I’ve enjoyed learning the Brioche style of knitting, though it seems to take a LOT longer than traditional knitting to get the same amount of fabric. Only “seems” because you are actually using twice the yarn, and it’s making a much loftier fabric than with conventional knitting.
Meet Icicle, by Nancy Marchant, from the book, “Knitting Fresh Brioche.” Once I got the hang of it, I really enjoyed it. It’s not exactly “mindless knitting” – you need to pay attention to what you are doing, but it is enjoyable knitting.
Practice is really the key to this style of knitting. It has a rhythm and pace that is completely different from conventional knitting.

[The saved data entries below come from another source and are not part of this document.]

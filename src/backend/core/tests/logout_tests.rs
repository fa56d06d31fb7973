//! Integration tests for the unified logout service.

use access_core::audit::{AuditTrail, InMemoryAuditStore};
use access_core::cache::{CacheBackend, CacheStats, InMemoryBackend};
use access_core::config::{BlacklistConfig, OidcConfig, OidcProviderConfig};
use access_core::error::{AccessError, ErrorKind, Result};
use access_core::rbac::UserId;
use access_core::session::{
    token_hash, HttpOidcClient, LogoutMethod, LogoutRequest, LogoutService, OidcClient, TokenBlacklist,
};
use async_trait::async_trait;
use std::collections::HashMap;
use std::sync::Arc;
use std::time::Duration;
use wiremock::matchers::{method, query_param};
use wiremock::{Mock, MockServer, ResponseTemplate};

// ============================================================================
// Test Utilities
// ============================================================================

/// Delegates to an in-memory backend but refuses writes and deletes on one key.
struct FlakyBackend {
    inner: InMemoryBackend,
    failing_key: String,
}

#[async_trait]
impl CacheBackend for FlakyBackend {
    async fn set(&self, key: &str, value: &[u8], ttl: Duration) -> Result<()> {
        if key == self.failing_key {
            return Err(AccessError::internal("simulated cache outage"));
        }
        self.inner.set(key, value, ttl).await
    }
    async fn exists(&self, key: &str) -> Result<bool> {
        self.inner.exists(key).await
    }
    async fn delete(&self, key: &str) -> Result<bool> {
        if key == self.failing_key {
            return Err(AccessError::internal("simulated cache outage"));
        }
        self.inner.delete(key).await
    }
    async fn count_prefix(&self, prefix: &str) -> Result<u64> {
        self.inner.count_prefix(prefix).await
    }
    async fn purge_expired(&self, prefix: &str) -> Result<u64> {
        self.inner.purge_expired(prefix).await
    }
    async fn stats(&self) -> Result<CacheStats> {
        self.inner.stats().await
    }
    fn name(&self) -> &'static str {
        "flaky"
    }
}

/// OIDC client whose end-session succeeds and whose URL builder can fail.
struct StubOidc {
    end_session_fails: bool,
    url_fails: bool,
}

#[async_trait]
impl OidcClient for StubOidc {
    async fn end_session(&self, _: &UserId, provider: &str, _: Option<&str>, _: Option<&str>) -> Result<()> {
        if self.end_session_fails {
            return Err(AccessError::unavailable(provider.to_string(), "connection refused"));
        }
        Ok(())
    }

    async fn logout_url(&self, provider: &str, _: Option<&str>) -> Result<String> {
        if self.url_fails {
            return Err(AccessError::unavailable(provider.to_string(), "discovery failed"));
        }
        Ok(format!("https://{}/logout", provider))
    }
}

/// OIDC client whose end-session never completes.
struct HangingOidc;

#[async_trait]
impl OidcClient for HangingOidc {
    async fn end_session(&self, _: &UserId, _: &str, _: Option<&str>, _: Option<&str>) -> Result<()> {
        std::future::pending().await
    }

    async fn logout_url(&self, provider: &str, _: Option<&str>) -> Result<String> {
        Ok(format!("https://{}/logout", provider))
    }
}

fn service(backend: Arc<dyn CacheBackend>) -> (LogoutService, Arc<InMemoryAuditStore>) {
    let audit = Arc::new(InMemoryAuditStore::new());
    let config = BlacklistConfig::default();
    let blacklist = TokenBlacklist::new(backend, &config);
    (
        LogoutService::new(blacklist, AuditTrail::new(audit.clone()), &config),
        audit,
    )
}

fn with_stub(svc: LogoutService, stub: StubOidc) -> LogoutService {
    svc.with_oidc(Arc::new(stub), &OidcConfig::default())
}

// ============================================================================
// JWT
// ============================================================================

#[tokio::test(start_paused = true)]
async fn test_jwt_blacklist_expires_after_token_lifetime() {
    let (svc, _) = service(Arc::new(InMemoryBackend::new()));
    let u = UserId::new("U");

    let resp = svc.logout(&u, "abc.def.ghi").await.unwrap();
    assert!(resp.success);
    assert!(svc.blacklist().is_blacklisted("abc.def.ghi").await.unwrap());

    tokio::time::advance(Duration::from_secs(15 * 60 - 1)).await;
    assert!(svc.blacklist().is_blacklisted("abc.def.ghi").await.unwrap());

    tokio::time::advance(Duration::from_secs(1)).await;
    assert!(!svc.blacklist().is_blacklisted("abc.def.ghi").await.unwrap());
}

#[tokio::test]
async fn test_repeated_logout_is_idempotent() {
    let (svc, _) = service(Arc::new(InMemoryBackend::new()));
    let u = UserId::new("U");
    svc.logout(&u, "tok").await.unwrap();
    svc.logout(&u, "tok").await.unwrap();
    assert_eq!(svc.logout_stats().await.unwrap().blacklist.total_blacklisted_tokens, 1);
}

#[tokio::test]
async fn test_unknown_auth_type_is_validation() {
    let (svc, audit) = service(Arc::new(InMemoryBackend::new()));
    let mut req = LogoutRequest::jwt("U", "tok");
    req.auth_type = "saml".to_string();

    let err = svc.logout_with_context(req).await.unwrap_err();
    assert_eq!(err.kind(), ErrorKind::Validation);
    assert_eq!(audit.len(), 1);
    assert!(!audit.entries()[0].success);
}

#[tokio::test]
async fn test_typed_method_entry_point() {
    let (svc, audit) = service(Arc::new(InMemoryBackend::new()));
    let u = UserId::new("U");

    let resp = svc
        .logout_with_method(&u, LogoutMethod::Jwt { token: "typed.tok.en".to_string() })
        .await
        .unwrap();

    assert_eq!(resp.message, "JWT logout successful");
    assert!(svc.blacklist().is_blacklisted("typed.tok.en").await.unwrap());
    assert_eq!(audit.entries()[0].details["token_hash"], token_hash("typed.tok.en"));
}

// ============================================================================
// Blacklist administration
// ============================================================================

#[tokio::test]
async fn test_remove_from_blacklist_is_audited() {
    let (svc, audit) = service(Arc::new(InMemoryBackend::new()));
    let u = UserId::new("U");
    let admin = UserId::new("admin");
    svc.logout(&u, "abc.def.ghi").await.unwrap();

    assert!(svc.remove_from_blacklist(&admin, "abc.def.ghi").await.unwrap());
    assert!(!svc.blacklist().is_blacklisted("abc.def.ghi").await.unwrap());
    assert!(!svc.remove_from_blacklist(&admin, "abc.def.ghi").await.unwrap());

    let entries = audit.entries();
    assert_eq!(entries.len(), 3);
    let lifted = &entries[1];
    assert_eq!(lifted.action, "token_unblacklist");
    assert_eq!(lifted.user_id.as_ref(), Some(&admin));
    assert!(lifted.success);
    assert_eq!(lifted.details["token_hash"], token_hash("abc.def.ghi"));
    assert_eq!(lifted.details["removed"], true);
    assert_eq!(entries[2].details["removed"], false);
    assert!(!lifted.details.to_string().contains("abc.def.ghi"));
}

#[tokio::test]
async fn test_failed_blacklist_removal_is_audited() {
    let backend = FlakyBackend {
        inner: InMemoryBackend::new(),
        failing_key: format!("blacklist:{}", token_hash("t2")),
    };
    let (svc, audit) = service(Arc::new(backend));

    assert!(svc.remove_from_blacklist(&UserId::new("admin"), "t2").await.is_err());

    let entry = &audit.entries()[0];
    assert_eq!(entry.action, "token_unblacklist");
    assert!(!entry.success);
    assert!(entry.details["error"].is_string());
}

// ============================================================================
// OIDC
// ============================================================================

#[tokio::test]
async fn test_oidc_logout_returns_url() {
    let (svc, audit) = service(Arc::new(InMemoryBackend::new()));
    let svc = with_stub(svc, StubOidc { end_session_fails: false, url_fails: false });

    let resp = svc
        .logout_with_context(LogoutRequest::oidc("U", "idp.example.com").redirect_to("https://app/bye"))
        .await
        .unwrap();

    assert!(resp.success);
    assert_eq!(resp.logout_url.as_deref(), Some("https://idp.example.com/logout"));
    assert_eq!(resp.post_logout_redirect_uri.as_deref(), Some("https://app/bye"));
    assert_eq!(audit.entries()[0].action, "oidc_logout");
}

#[tokio::test]
async fn test_oidc_url_failure_degrades_to_success() {
    let (svc, audit) = service(Arc::new(InMemoryBackend::new()));
    let svc = with_stub(svc, StubOidc { end_session_fails: false, url_fails: true });

    let resp = svc
        .logout_with_context(LogoutRequest::oidc("U", "keycloak"))
        .await
        .unwrap();

    assert!(resp.success);
    assert!(resp.logout_url.is_none());

    let entry = &audit.entries()[0];
    assert!(entry.success);
    assert!(entry.details["logout_url_error"].is_string());
    assert_eq!(entry.details["logout_url_generated"], false);
}

#[tokio::test]
async fn test_oidc_end_session_failure_is_audited() {
    let (svc, audit) = service(Arc::new(InMemoryBackend::new()));
    let svc = with_stub(svc, StubOidc { end_session_fails: true, url_fails: false });

    let err = svc
        .logout_with_context(LogoutRequest::oidc("U", "keycloak"))
        .await
        .unwrap_err();

    assert_eq!(err.kind(), ErrorKind::Unavailable);
    assert!(!audit.entries()[0].success);
}

#[tokio::test(start_paused = true)]
async fn test_oidc_end_session_is_bounded_by_timeout() {
    let (svc, audit) = service(Arc::new(InMemoryBackend::new()));
    let config = OidcConfig {
        request_timeout: Duration::from_secs(3),
        ..OidcConfig::default()
    };
    let svc = svc.with_oidc(Arc::new(HangingOidc), &config);

    let started = tokio::time::Instant::now();
    let err = svc
        .logout_with_context(LogoutRequest::oidc("U", "keycloak"))
        .await
        .unwrap_err();

    assert_eq!(err.kind(), ErrorKind::Unavailable);
    assert!(started.elapsed() >= Duration::from_secs(3));

    let entries = audit.entries();
    assert_eq!(entries.len(), 1);
    assert_eq!(entries[0].action, "oidc_logout");
    assert!(!entries[0].success);
}

#[tokio::test]
async fn test_oidc_against_http_provider() {
    let server = MockServer::start().await;
    Mock::given(method("GET"))
        .and(query_param("id_token_hint", "idt-123"))
        .and(query_param("client_id", "portal"))
        .respond_with(ResponseTemplate::new(204))
        .expect(1)
        .mount(&server)
        .await;

    let mut providers = HashMap::new();
    providers.insert(
        "keycloak".to_string(),
        OidcProviderConfig {
            client_id: "portal".to_string(),
            end_session_endpoint: format!("{}/protocol/openid-connect/logout", server.uri()),
        },
    );
    let oidc_config = OidcConfig {
        request_timeout: Duration::from_secs(2),
        providers,
    };

    let (svc, _) = service(Arc::new(InMemoryBackend::new()));
    let svc = svc.with_oidc(Arc::new(HttpOidcClient::new(&oidc_config).unwrap()), &oidc_config);

    let resp = svc
        .logout_with_context(LogoutRequest::oidc("U", "keycloak").id_token("idt-123"))
        .await
        .unwrap();

    let url = resp.logout_url.unwrap();
    assert!(url.starts_with(&server.uri()));
    assert!(url.ends_with("client_id=portal"));
}

// ============================================================================
// Batch
// ============================================================================

#[tokio::test]
async fn test_batch_logout_reports_partial_failure() {
    let backend = Arc::new(FlakyBackend {
        inner: InMemoryBackend::new(),
        failing_key: format!("blacklist:{}", token_hash("t2")),
    });
    let (svc, audit) = service(backend);
    let u = UserId::new("U");
    let tokens = vec!["t1".to_string(), "t2".to_string(), "t3".to_string()];

    let err = svc.batch_logout(&u, &tokens).await.unwrap_err();
    assert_eq!(err.failed_count(), Some(1));
    assert_eq!(err.user_message(), "batch logout failed for 1 tokens");
    assert_eq!(err.details().context["failed_indices"], serde_json::json!([1]));

    assert!(svc.blacklist().is_blacklisted("t1").await.unwrap());
    assert!(!svc.blacklist().is_blacklisted("t2").await.unwrap());
    assert!(svc.blacklist().is_blacklisted("t3").await.unwrap());

    let summary = audit.entries().into_iter().last().unwrap();
    assert_eq!(summary.action, "batch_logout");
    assert!(!summary.success);
}

#[tokio::test]
async fn test_batch_logout_all_succeed() {
    let (svc, _) = service(Arc::new(InMemoryBackend::new()));
    let tokens: Vec<String> = (0..5).map(|i| format!("tok-{i}")).collect();
    let summary = svc.batch_logout(&UserId::new("U"), &tokens).await.unwrap();
    assert_eq!(summary.blacklisted, 5);
}

// ============================================================================
// Maintenance
// ============================================================================

#[tokio::test(start_paused = true)]
async fn test_cleanup_removes_expired_entries() {
    let (svc, _) = service(Arc::new(InMemoryBackend::new()));
    let u = UserId::new("U");
    svc.logout(&u, "a").await.unwrap();
    svc.logout(&u, "b").await.unwrap();

    tokio::time::advance(Duration::from_secs(16 * 60)).await;
    assert_eq!(svc.cleanup_expired_tokens(Some(&u)).await.unwrap(), 2);
    assert_eq!(svc.logout_stats().await.unwrap().blacklist.total_blacklisted_tokens, 0);
}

Yarn is important – almost in the double-knitting sense. In fact, Brioche is a sort of double-knitting, in that you are knitting four passes (two right-side, two wrong-side) for each completed “row.” A bulky yarn will make a bulky fabric and be harder to knit.
I used KnitPicks Stroll Fingering in colors Black and Dove Heather. This is a sock-weight yarn that worked well enough, but might have been slightly too fuzzy for the project (and it’s not a “fuzzy” yarn).
Even after I felt comfortable with the style (and had memorized the 20-row pattern), I still managed to get off on the stitch count with frustrating regularity. I could usually find and fix my error within the row, but I kept getting off on the last stitches of the first row in the four-row set. I expect it was due to inattention, but sometimes, I could not “see” where the extra stitch was added (or removed).
I take back my previous recommendation about using a size larger needle. That was inexperience talking, and by the time I got half-way through the yarn, I wished I had used a small needle. I think it would have made a neater finished project.
Using two skeins of each color (or 100 grams of each color, or 460 yards of each color), the final project was 10″ x 80″ – a nice length for a generous scarf.
I have a recipient in mind for this scarf – it suits his sense of style and coloring. Since I’m still a novice at this – and the project has some flaws – I’m hesitant about giving it to him. He’s a very stylish person, and this might be a bit too “home-spun” for him. Maybe he’ll start a trend.